▸ EXERCISE DATA
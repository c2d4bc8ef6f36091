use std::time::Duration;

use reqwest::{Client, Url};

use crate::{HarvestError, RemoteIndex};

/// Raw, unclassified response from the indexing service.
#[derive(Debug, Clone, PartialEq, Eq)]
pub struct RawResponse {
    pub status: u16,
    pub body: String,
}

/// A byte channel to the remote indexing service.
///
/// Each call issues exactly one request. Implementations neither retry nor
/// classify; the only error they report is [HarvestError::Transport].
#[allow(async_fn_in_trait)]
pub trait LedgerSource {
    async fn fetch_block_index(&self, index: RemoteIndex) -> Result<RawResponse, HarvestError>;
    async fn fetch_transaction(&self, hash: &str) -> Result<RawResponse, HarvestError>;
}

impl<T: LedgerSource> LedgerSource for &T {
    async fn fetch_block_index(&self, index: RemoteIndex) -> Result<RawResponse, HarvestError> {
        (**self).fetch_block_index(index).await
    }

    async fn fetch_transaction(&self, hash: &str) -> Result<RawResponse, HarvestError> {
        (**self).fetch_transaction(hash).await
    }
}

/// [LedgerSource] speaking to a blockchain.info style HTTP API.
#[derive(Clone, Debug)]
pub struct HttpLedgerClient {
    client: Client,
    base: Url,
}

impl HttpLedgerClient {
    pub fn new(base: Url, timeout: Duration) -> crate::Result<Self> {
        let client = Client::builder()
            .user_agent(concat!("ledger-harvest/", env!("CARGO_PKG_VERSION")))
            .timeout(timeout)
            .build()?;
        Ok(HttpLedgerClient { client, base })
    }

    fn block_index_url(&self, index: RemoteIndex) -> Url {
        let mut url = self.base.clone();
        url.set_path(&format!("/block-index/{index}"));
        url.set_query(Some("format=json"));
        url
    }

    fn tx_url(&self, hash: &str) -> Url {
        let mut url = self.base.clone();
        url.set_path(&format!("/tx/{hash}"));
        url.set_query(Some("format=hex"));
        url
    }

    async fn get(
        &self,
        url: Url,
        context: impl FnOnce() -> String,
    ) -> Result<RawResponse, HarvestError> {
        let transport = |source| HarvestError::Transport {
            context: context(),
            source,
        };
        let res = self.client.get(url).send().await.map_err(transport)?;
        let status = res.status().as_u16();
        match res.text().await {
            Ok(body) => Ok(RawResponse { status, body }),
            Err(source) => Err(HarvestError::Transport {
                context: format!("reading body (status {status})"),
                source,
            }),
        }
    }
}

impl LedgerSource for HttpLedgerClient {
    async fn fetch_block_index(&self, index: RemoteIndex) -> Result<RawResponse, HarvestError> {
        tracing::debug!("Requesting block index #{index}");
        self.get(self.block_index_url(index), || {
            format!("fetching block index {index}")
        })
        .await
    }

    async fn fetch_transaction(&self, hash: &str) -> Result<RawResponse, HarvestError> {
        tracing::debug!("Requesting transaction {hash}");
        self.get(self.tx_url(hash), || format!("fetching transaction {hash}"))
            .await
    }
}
==
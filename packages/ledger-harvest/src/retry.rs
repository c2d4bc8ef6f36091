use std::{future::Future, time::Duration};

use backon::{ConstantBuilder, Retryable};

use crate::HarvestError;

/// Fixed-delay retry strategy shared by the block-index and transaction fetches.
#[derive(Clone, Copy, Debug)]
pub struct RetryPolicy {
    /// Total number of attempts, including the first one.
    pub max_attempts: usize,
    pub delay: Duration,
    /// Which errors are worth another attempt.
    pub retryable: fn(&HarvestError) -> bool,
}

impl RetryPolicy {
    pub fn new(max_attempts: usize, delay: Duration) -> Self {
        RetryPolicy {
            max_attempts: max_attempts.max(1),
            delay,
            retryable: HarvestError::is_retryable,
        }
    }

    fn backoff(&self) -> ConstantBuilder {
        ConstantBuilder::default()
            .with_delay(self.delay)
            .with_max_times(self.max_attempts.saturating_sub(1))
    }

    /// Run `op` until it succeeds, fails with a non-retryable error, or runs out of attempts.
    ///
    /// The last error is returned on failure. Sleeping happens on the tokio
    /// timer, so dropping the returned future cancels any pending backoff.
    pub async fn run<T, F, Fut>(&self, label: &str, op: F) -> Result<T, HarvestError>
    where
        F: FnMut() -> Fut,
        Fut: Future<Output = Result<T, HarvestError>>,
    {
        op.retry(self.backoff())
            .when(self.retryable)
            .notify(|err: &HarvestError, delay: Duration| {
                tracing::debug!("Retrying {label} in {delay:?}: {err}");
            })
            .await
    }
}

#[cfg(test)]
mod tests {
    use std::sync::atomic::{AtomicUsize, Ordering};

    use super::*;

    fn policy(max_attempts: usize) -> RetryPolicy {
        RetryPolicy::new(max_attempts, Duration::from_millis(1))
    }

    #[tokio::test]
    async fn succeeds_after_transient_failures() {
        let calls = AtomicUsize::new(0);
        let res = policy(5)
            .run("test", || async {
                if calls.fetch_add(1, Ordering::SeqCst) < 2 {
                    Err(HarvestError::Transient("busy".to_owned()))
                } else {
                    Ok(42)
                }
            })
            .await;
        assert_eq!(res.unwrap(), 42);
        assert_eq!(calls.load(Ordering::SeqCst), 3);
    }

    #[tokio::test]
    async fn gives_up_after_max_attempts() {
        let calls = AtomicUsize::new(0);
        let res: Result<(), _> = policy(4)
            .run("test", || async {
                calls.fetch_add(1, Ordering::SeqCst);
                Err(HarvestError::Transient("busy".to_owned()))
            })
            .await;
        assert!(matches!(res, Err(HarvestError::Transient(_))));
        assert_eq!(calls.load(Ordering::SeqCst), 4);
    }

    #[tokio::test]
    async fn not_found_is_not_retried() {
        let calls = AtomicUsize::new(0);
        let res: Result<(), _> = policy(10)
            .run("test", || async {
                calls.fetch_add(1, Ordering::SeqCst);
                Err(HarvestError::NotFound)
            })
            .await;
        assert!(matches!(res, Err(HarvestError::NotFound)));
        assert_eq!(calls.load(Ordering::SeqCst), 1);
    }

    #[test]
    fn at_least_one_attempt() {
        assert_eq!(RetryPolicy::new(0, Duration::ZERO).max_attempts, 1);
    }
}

▸ AIM OF THE TASK
Go through the listing above and return every line where the word "body" occurs.

▸ SOLUTION
    pub body: String,
            Ok(body) => Ok(RawResponse { status, body }),
                context: format!("reading body (status {status})"),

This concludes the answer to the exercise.